Collected data:
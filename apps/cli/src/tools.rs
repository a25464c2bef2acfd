// This Source Code Form is subject to the terms of the Mozilla Public
// License, v. 2.0. If a copy of the MPL was not distributed with this
// file, You can obtain one at https://mozilla.org/MPL/2.0/.

//! Process-spawning implementations of the pipeline's external converters.
//!
//! Each call works in its own scratch directory that is removed when the
//! call returns.

use c3ml_processing::{ColladaToGltf, Error, GltfOutput, InputFormat, Resources, Result, VectorToKml};
use std::path::{Component, Path, PathBuf};
use std::process::Command;

/// Run `program` and turn a non-zero exit into an [`Error::ExternalTool`]
fn run(program: &str, command: &mut Command) -> Result<()> {
    tracing::debug!(?command, "Running external tool");
    let output = command.output().map_err(|e| Error::external(program, e))?;
    if !output.status.success() {
        let stderr = String::from_utf8_lossy(&output.stderr);
        return Err(Error::external(
            program,
            format!("{}: {}", output.status, stderr.trim()),
        ));
    }
    Ok(())
}

fn scratch_dir(program: &str) -> Result<tempfile::TempDir> {
    tempfile::Builder::new()
        .prefix("c3ml-")
        .tempdir()
        .map_err(|e| Error::external(program, e))
}

/// `ogr2ogr -f KML out.kml <input>`
#[derive(Debug, Clone)]
pub struct OgrVectorTool {
    program: String,
}

impl OgrVectorTool {
    pub fn new(program: impl Into<String>) -> Self {
        Self {
            program: program.into(),
        }
    }
}

impl VectorToKml for OgrVectorTool {
    fn to_kml(&self, input: &[u8], format: InputFormat) -> Result<Vec<u8>> {
        let dir = scratch_dir(&self.program)?;
        let input_path = dir.path().join(format!("input.{}", format.extension()));
        std::fs::write(&input_path, input)?;

        // Zipped shapefiles are read through GDAL's virtual zip file system
        let source = match format {
            InputFormat::Shapefile => format!("/vsizip/{}", input_path.display()),
            _ => input_path.display().to_string(),
        };
        let output_path = dir.path().join("output.kml");

        run(
            &self.program,
            Command::new(&self.program)
                .arg("-f")
                .arg("KML")
                .arg(&output_path)
                .arg(&source),
        )?;
        Ok(std::fs::read(&output_path)?)
    }
}

/// `COLLADA2GLTF-bin -i model.dae -o out/model.gltf`
#[derive(Debug, Clone)]
pub struct Collada2GltfTool {
    program: String,
}

impl Collada2GltfTool {
    pub fn new(program: impl Into<String>) -> Self {
        Self {
            program: program.into(),
        }
    }
}

impl ColladaToGltf for Collada2GltfTool {
    fn to_gltf(&self, collada: &[u8], resources: &Resources) -> Result<GltfOutput> {
        let dir = scratch_dir(&self.program)?;
        for (name, data) in resources {
            let path = resource_path(dir.path(), name)?;
            if let Some(parent) = path.parent() {
                std::fs::create_dir_all(parent)?;
            }
            std::fs::write(path, data)?;
        }
        let input_path = dir.path().join("model.dae");
        std::fs::write(&input_path, collada)?;

        let out_dir = dir.path().join("out");
        std::fs::create_dir_all(&out_dir)?;
        let gltf_path = out_dir.join("model.gltf");

        run(
            &self.program,
            Command::new(&self.program)
                .arg("-i")
                .arg(&input_path)
                .arg("-o")
                .arg(&gltf_path),
        )?;

        let gltf = std::fs::read(&gltf_path)?;
        let mut files = Resources::new();
        for path in files_under(&out_dir)? {
            if path == gltf_path {
                continue;
            }
            if let Ok(relative) = path.strip_prefix(&out_dir) {
                let key = relative.to_string_lossy().replace('\\', "/");
                files.insert(key, std::fs::read(&path)?);
            }
        }
        tracing::debug!(files = files.len(), "Collected glTF side files");
        Ok(GltfOutput { gltf, files })
    }
}

/// Location of a resource inside `dir`. Names that could leave the
/// directory (absolute, `..`, drive prefixes) are rejected.
fn resource_path(dir: &Path, name: &str) -> Result<PathBuf> {
    let relative = Path::new(name);
    let contained = relative.components().next().is_some()
        && relative.components().all(|c| matches!(c, Component::Normal(_)));
    if !contained {
        return Err(Error::unreadable(format!("resource path escapes the work directory: {name}")));
    }
    Ok(dir.join(relative))
}

fn files_under(dir: &Path) -> Result<Vec<PathBuf>> {
    let mut files = Vec::new();
    let mut pending = vec![dir.to_path_buf()];
    while let Some(dir) = pending.pop() {
        for entry in std::fs::read_dir(&dir)? {
            let path = entry?.path();
            if path.is_dir() {
                pending.push(path);
            } else {
                files.push(path);
            }
        }
    }
    Ok(files)
}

### AIM OF THE EXERCISE:
Every entry above should be retyped exactly as shown.

### TASK ANSWER:
filename apps/cli/src/tools.rs
repository a25464c2bef2acfd
// This Source Code Form is subject to the terms of the Mozilla Public
// License, v. 2.0. If a copy of the MPL was not distributed with this
// file, You can obtain one at https://mozilla.org/MPL/2.0/.

//! Process-spawning implementations of the pipeline's external converters.
//!
//! Each call works in its own scratch directory that is removed when the
//! call returns.

use c3ml_processing::{ColladaToGltf, Error, GltfOutput, InputFormat, Resources, Result, VectorToKml};
use std::path::{Component, Path, PathBuf};
use std::process::Command;

/// Run `program` and turn a non-zero exit into an [`Error::ExternalTool`]
fn run(program: &str, command: &mut Command) -> Result<()> {
    tracing::debug!(?command, "Running external tool");
    let output = command.output().map_err(|e| Error::external(program, e))?;
    if !output.status.success() {
        let stderr = String::from_utf8_lossy(&output.stderr);
        return Err(Error::external(
            program,
            format!("{}: {}", output.status, stderr.trim()),
        ));
    }
    Ok(())
}

fn scratch_dir(program: &str) -> Result<tempfile::TempDir> {
    tempfile::Builder::new()
        .prefix("c3ml-")
        .tempdir()
        .map_err(|e| Error::external(program, e))
}

/// `ogr2ogr -f KML out.kml <input>`
#[derive(Debug, Clone)]
pub struct OgrVectorTool {
    program: String,
}

impl OgrVectorTool {
    pub fn new(program: impl Into<String>) -> Self {
        Self {
            program: program.into(),
        }
    }
}

impl VectorToKml for OgrVectorTool {
    fn to_kml(&self, input: &[u8], format: InputFormat) -> Result<Vec<u8>> {
        let dir = scratch_dir(&self.program)?;
        let input_path = dir.path().join(format!("input.{}", format.extension()));
        std::fs::write(&input_path, input)?;

        // Zipped shapefiles are read through GDAL's virtual zip file system
        let source = match format {
            InputFormat::Shapefile => format!("/vsizip/{}", input_path.display()),
            _ => input_path.display().to_string(),
        };
        let output_path = dir.path().join("output.kml");

        run(
            &self.program,
            Command::new(&self.program)
                .arg("-f")
                .arg("KML")
                .arg(&output_path)
                .arg(&source),
        )?;
        Ok(std::fs::read(&output_path)?)
    }
}

/// `COLLADA2GLTF-bin -i model.dae -o out/model.gltf`
#[derive(Debug, Clone)]
pub struct Collada2GltfTool {
    program: String,
}

impl Collada2GltfTool {
    pub fn new(program: impl Into<String>) -> Self {
        Self {
            program: program.into(),
        }
    }
}

impl ColladaToGltf for Collada2GltfTool {
    fn to_gltf(&self, collada: &[u8], resources: &Resources) -> Result<GltfOutput> {
        let dir = scratch_dir(&self.program)?;
        for (name, data) in resources {
            let path = resource_path(dir.path(), name)?;
            if let Some(parent) = path.parent() {
                std::fs::create_dir_all(parent)?;
            }
            std::fs::write(path, data)?;
        }
        let input_path = dir.path().join("model.dae");
        std::fs::write(&input_path, collada)?;

        let out_dir = dir.path().join("out");
        std::fs::create_dir_all(&out_dir)?;
        let gltf_path = out_dir.join("model.gltf");

        run(
            &self.program,
            Command::new(&self.program)
                .arg("-i")
                .arg(&input_path)
                .arg("-o")
                .arg(&gltf_path),
        )?;

        let gltf = std::fs::read(&gltf_path)?;
        let mut files = Resources::new();
        for path in files_under(&out_dir)? {
            if path == gltf_path {
                continue;
            }
            if let Ok(relative) = path.strip_prefix(&out_dir) {
                let key = relative.to_string_lossy().replace('\\', "/");
                files.insert(key, std::fs::read(&path)?);
            }
        }
        tracing::debug!(files = files.len(), "Collected glTF side files");
        Ok(GltfOutput { gltf, files })
    }
}

/// Location of a resource inside `dir`. Names that could leave the
/// directory (absolute, `..`, drive prefixes) are rejected.
fn resource_path(dir: &Path, name: &str) -> Result<PathBuf> {
    let relative = Path::new(name);
    let contained = relative.components().next().is_some()
        && relative.components().all(|c| matches!(c, Component::Normal(_)));
    if !contained {
        return Err(Error::unreadable(format!("resource path escapes the work directory: {name}")));
    }
    Ok(dir.join(relative))
}

fn files_under(dir: &Path) -> Result<Vec<PathBuf>> {
    let mut files = Vec::new();
    let mut pending = vec![dir.to_path_buf()];
    while let Some(dir) = pending.pop() {
        for entry in std::fs::read_dir(&dir)? {
            let path = entry?.path();
            if path.is_dir() {
                pending.push(path);
            } else {
                files.push(path);
            }
        }
    }
    Ok(files)
}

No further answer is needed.